### Task details
The response should be an exact copy of every record.

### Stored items
=-=-=

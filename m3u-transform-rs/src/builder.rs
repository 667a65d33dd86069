use std::fmt::Display;

use crate::format::{M3uItem, M3uPlaylist, directives};

impl Display for M3uPlaylist {
    fn fmt(&self, f: &mut std::fmt::Formatter<'_>) -> std::fmt::Result {
        // header
        writeln!(f, "{}", directives::EXTM3U)?;

        // items
        for it in self.items.iter() {
            it.fmt(f)?;
        }

        Ok(())
    }
}

impl Display for M3uItem {
    fn fmt(&self, f: &mut std::fmt::Formatter<'_>) -> std::fmt::Result {
        // #EXTINF:runtime attributes...,title
        write!(f, "{}{}", directives::EXTINF_PREFIX, self.runtime())?;
        for (key, value) in self.attributes() {
            // attributes cleared by an overlay are not written
            let Some(value) = value else {
                continue;
            };

            match (value.contains('"'), value.contains('\'')) {
                (true, false) => write!(f, " {}='{}'", key, value)?,
                // no quote style can hold both, so `"` degrades to `'`
                (true, true) => write!(f, " {}=\"{}\"", key, value.replace('"', "'"))?,
                _ => write!(f, " {}=\"{}\"", key, value)?,
            }
        }
        writeln!(f, ",{}", self.title())?;

        writeln!(f, "{}", self.link())?;

        Ok(())
    }
}
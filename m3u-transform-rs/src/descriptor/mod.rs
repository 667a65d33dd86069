//! Declarative transformation descriptors.
//!
//! A descriptor is decoded from an ordered document tree ([`serde_yaml::Value`],
//! whose mappings keep the keys in the order they were written) into the typed
//! model below, then compiled into a [`PlaylistTransformation`] pipeline.
//! Stages run in the order their keys appear in the document.
//!
//! ```yaml
//! filter:
//!   - attribute:
//!       country: ["QA", "BG"]
//! attributes:
//!   - tag:
//!       source: "tvg-name"
//!       target: "quality"
//!       values: ["SD", "FHD", "HD", "4K"]
//!   - replace:
//!       attribute: "group-title"
//!       original: "Movie:"
//!       replacement: "Movies:"
//! select-by-attribute:
//!   grouping:
//!     attributes: ["tvg-name", "country"]
//!   selection-attribute: "quality"
//!   preference: ["SD", "FHD", "HD"]
//! ```
//!
//! [`PlaylistTransformation`]: crate::transformation::PlaylistTransformation

mod compile;
mod decode;

use std::{error::Error, fmt::Display};

use smol_str::SmolStr;

pub use compile::*;

pub mod keys {
    pub const TAG: &str = "tag";
    pub const REPLACE: &str = "replace";
    pub const ATTRIBUTE: &str = "attribute";
    pub const ATTRIBUTES: &str = "attributes";
    pub const FILTER: &str = "filter";
    pub const SELECT_BY_ATTRIBUTE: &str = "select-by-attribute";
}

#[derive(Debug, Clone, PartialEq, Eq)]
pub struct TagDescriptor {
    pub source: SmolStr,
    pub target: SmolStr,
    pub values: Vec<SmolStr>,
}

#[derive(Debug, Clone, PartialEq, Eq)]
pub struct EditDescriptor {
    pub attribute: SmolStr,
    pub original: SmolStr,
    pub replacement: SmolStr,
}

/// One entry of an `attributes` stage, keyed by `tag` or `replace`
#[derive(Debug, Clone, PartialEq, Eq)]
pub enum ItemTransformationDescriptor {
    Tag(TagDescriptor),
    Replace(EditDescriptor),
}

/// Allowed values for one attribute; `None` stands for "attribute absent"
#[derive(Debug, Clone, PartialEq, Eq)]
pub struct AttributeConstraint {
    pub name: SmolStr,
    pub values: Vec<Option<SmolStr>>,
}

/// One entry of a `filter` stage
#[derive(Debug, Clone, PartialEq, Eq)]
pub enum FilterDescriptor {
    /// Every constraint must hold
    Attribute(Vec<AttributeConstraint>),
}

#[derive(Debug, Clone, PartialEq, Eq)]
pub struct SelectByAttributeDescriptor {
    /// Attributes whose concatenated values form the group key
    pub grouping: Vec<SmolStr>,
    pub selection_attribute: SmolStr,
    pub preference: Vec<SmolStr>,
}

#[derive(Debug, Clone, PartialEq, Eq)]
pub enum StageDescriptor {
    Attributes(Vec<ItemTransformationDescriptor>),
    Filter(Vec<FilterDescriptor>),
    SelectByAttribute(SelectByAttributeDescriptor),
}

impl StageDescriptor {
    /// The document key this stage was declared under
    pub fn key(&self) -> &'static str {
        match self {
            Self::Attributes(_) => keys::ATTRIBUTES,
            Self::Filter(_) => keys::FILTER,
            Self::SelectByAttribute(_) => keys::SELECT_BY_ATTRIBUTE,
        }
    }
}

/// A whole transformation: its stages in document order
#[derive(Debug, Clone, Default, PartialEq, Eq)]
pub struct PlaylistTransformationDescriptor {
    pub stages: Vec<StageDescriptor>,
}

#[derive(Debug)]
pub enum DescriptorError {
    /// A node that must hold exactly one variant key holds none or several
    AmbiguousNode { path: String, keys: Vec<String> },
    UnknownVariant { path: String, key: String },
    UnknownStage { key: String },
    MissingField { path: String, field: &'static str },
    InvalidType { path: String, expected: &'static str },
    Yaml(serde_yaml::Error),
}

impl Display for DescriptorError {
    fn fmt(&self, f: &mut std::fmt::Formatter<'_>) -> std::fmt::Result {
        match self {
            Self::AmbiguousNode { path, keys } => write!(
                f,
                "Expected exactly one key at `{}` to identify its type, found {}: [{}]",
                path,
                keys.len(),
                keys.join(", ")
            ),
            Self::UnknownVariant { path, key } => {
                write!(f, "Unknown type `{}` at `{}`", key, path)
            }
            Self::UnknownStage { key } => write!(f, "Unknown transformation type `{}`", key),
            Self::MissingField { path, field } => {
                write!(f, "Missing field `{}` at `{}`", field, path)
            }
            Self::InvalidType { path, expected } => {
                write!(f, "Expected {} at `{}`", expected, path)
            }
            Self::Yaml(e) => e.fmt(f),
        }
    }
}

impl Error for DescriptorError {
    fn source(&self) -> Option<&(dyn Error + 'static)> {
        match self {
            Self::Yaml(e) => Some(e),
            _ => None,
        }
    }
}

impl From<serde_yaml::Error> for DescriptorError {
    fn from(value: serde_yaml::Error) -> Self {
        Self::Yaml(value)
    }
}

=-=-=

### Task solution
filename m3u-transform-rs/src/builder.rs
repository 667a65d33dd86069
use std::fmt::Display;

use crate::format::{M3uItem, M3uPlaylist, directives};

impl Display for M3uPlaylist {
    fn fmt(&self, f: &mut std::fmt::Formatter<'_>) -> std::fmt::Result {
        // header
        writeln!(f, "{}", directives::EXTM3U)?;

        // items
        for it in self.items.iter() {
            it.fmt(f)?;
        }

        Ok(())
    }
}

impl Display for M3uItem {
    fn fmt(&self, f: &mut std::fmt::Formatter<'_>) -> std::fmt::Result {
        // #EXTINF:runtime attributes...,title
        write!(f, "{}{}", directives::EXTINF_PREFIX, self.runtime())?;
        for (key, value) in self.attributes() {
            // attributes cleared by an overlay are not written
            let Some(value) = value else {
                continue;
            };

            match (value.contains('"'), value.contains('\'')) {
                (true, false) => write!(f, " {}='{}'", key, value)?,
                // no quote style can hold both, so `"` degrades to `'`
                (true, true) => write!(f, " {}=\"{}\"", key, value.replace('"', "'"))?,
                _ => write!(f, " {}=\"{}\"", key, value)?,
            }
        }
        writeln!(f, ",{}", self.title())?;

        writeln!(f, "{}", self.link())?;

        Ok(())
    }
}
filename m3u-transform-rs/src/descriptor/mod.rs
repository 667a65d33dd86069
//! Declarative transformation descriptors.
//!
//! A descriptor is decoded from an ordered document tree ([`serde_yaml::Value`],
//! whose mappings keep the keys in the order they were written) into the typed
//! model below, then compiled into a [`PlaylistTransformation`] pipeline.
//! Stages run in the order their keys appear in the document.
//!
//! ```yaml
//! filter:
//!   - attribute:
//!       country: ["QA", "BG"]
//! attributes:
//!   - tag:
//!       source: "tvg-name"
//!       target: "quality"
//!       values: ["SD", "FHD", "HD", "4K"]
//!   - replace:
//!       attribute: "group-title"
//!       original: "Movie:"
//!       replacement: "Movies:"
//! select-by-attribute:
//!   grouping:
//!     attributes: ["tvg-name", "country"]
//!   selection-attribute: "quality"
//!   preference: ["SD", "FHD", "HD"]
//! ```
//!
//! [`PlaylistTransformation`]: crate::transformation::PlaylistTransformation

mod compile;
mod decode;

use std::{error::Error, fmt::Display};

use smol_str::SmolStr;

pub use compile::*;

pub mod keys {
    pub const TAG: &str = "tag";
    pub const REPLACE: &str = "replace";
    pub const ATTRIBUTE: &str = "attribute";
    pub const ATTRIBUTES: &str = "attributes";
    pub const FILTER: &str = "filter";
    pub const SELECT_BY_ATTRIBUTE: &str = "select-by-attribute";
}

#[derive(Debug, Clone, PartialEq, Eq)]
pub struct TagDescriptor {
    pub source: SmolStr,
    pub target: SmolStr,
    pub values: Vec<SmolStr>,
}

#[derive(Debug, Clone, PartialEq, Eq)]
pub struct EditDescriptor {
    pub attribute: SmolStr,
    pub original: SmolStr,
    pub replacement: SmolStr,
}

/// One entry of an `attributes` stage, keyed by `tag` or `replace`
#[derive(Debug, Clone, PartialEq, Eq)]
pub enum ItemTransformationDescriptor {
    Tag(TagDescriptor),
    Replace(EditDescriptor),
}

/// Allowed values for one attribute; `None` stands for "attribute absent"
#[derive(Debug, Clone, PartialEq, Eq)]
pub struct AttributeConstraint {
    pub name: SmolStr,
    pub values: Vec<Option<SmolStr>>,
}

/// One entry of a `filter` stage
#[derive(Debug, Clone, PartialEq, Eq)]
pub enum FilterDescriptor {
    /// Every constraint must hold
    Attribute(Vec<AttributeConstraint>),
}

#[derive(Debug, Clone, PartialEq, Eq)]
pub struct SelectByAttributeDescriptor {
    /// Attributes whose concatenated values form the group key
    pub grouping: Vec<SmolStr>,
    pub selection_attribute: SmolStr,
    pub preference: Vec<SmolStr>,
}

#[derive(Debug, Clone, PartialEq, Eq)]
pub enum StageDescriptor {
    Attributes(Vec<ItemTransformationDescriptor>),
    Filter(Vec<FilterDescriptor>),
    SelectByAttribute(SelectByAttributeDescriptor),
}

impl StageDescriptor {
    /// The document key this stage was declared under
    pub fn key(&self) -> &'static str {
        match self {
            Self::Attributes(_) => keys::ATTRIBUTES,
            Self::Filter(_) => keys::FILTER,
            Self::SelectByAttribute(_) => keys::SELECT_BY_ATTRIBUTE,
        }
    }
}

/// A whole transformation: its stages in document order
#[derive(Debug, Clone, Default, PartialEq, Eq)]
pub struct PlaylistTransformationDescriptor {
    pub stages: Vec<StageDescriptor>,
}

#[derive(Debug)]
pub enum DescriptorError {
    /// A node that must hold exactly one variant key holds none or several
    AmbiguousNode { path: String, keys: Vec<String> },
    UnknownVariant { path: String, key: String },
    UnknownStage { key: String },
    MissingField { path: String, field: &'static str },
    InvalidType { path: String, expected: &'static str },
    Yaml(serde_yaml::Error),
}

impl Display for DescriptorError {
    fn fmt(&self, f: &mut std::fmt::Formatter<'_>) -> std::fmt::Result {
        match self {
            Self::AmbiguousNode { path, keys } => write!(
                f,
                "Expected exactly one key at `{}` to identify its type, found {}: [{}]",
                path,
                keys.len(),
                keys.join(", ")
            ),
            Self::UnknownVariant { path, key } => {
                write!(f, "Unknown type `{}` at `{}`", key, path)
            }
            Self::UnknownStage { key } => write!(f, "Unknown transformation type `{}`", key),
            Self::MissingField { path, field } => {
                write!(f, "Missing field `{}` at `{}`", field, path)
            }
            Self::InvalidType { path, expected } => {
                write!(f, "Expected {} at `{}`", expected, path)
            }
            Self::Yaml(e) => e.fmt(f),
        }
    }
}

impl Error for DescriptorError {
    fn source(&self) -> Option<&(dyn Error + 'static)> {
        match self {
            Self::Yaml(e) => Some(e),
            _ => None,
        }
    }
}

impl From<serde_yaml::Error> for DescriptorError {
    fn from(value: serde_yaml::Error) -> Self {
        Self::Yaml(value)
    }
}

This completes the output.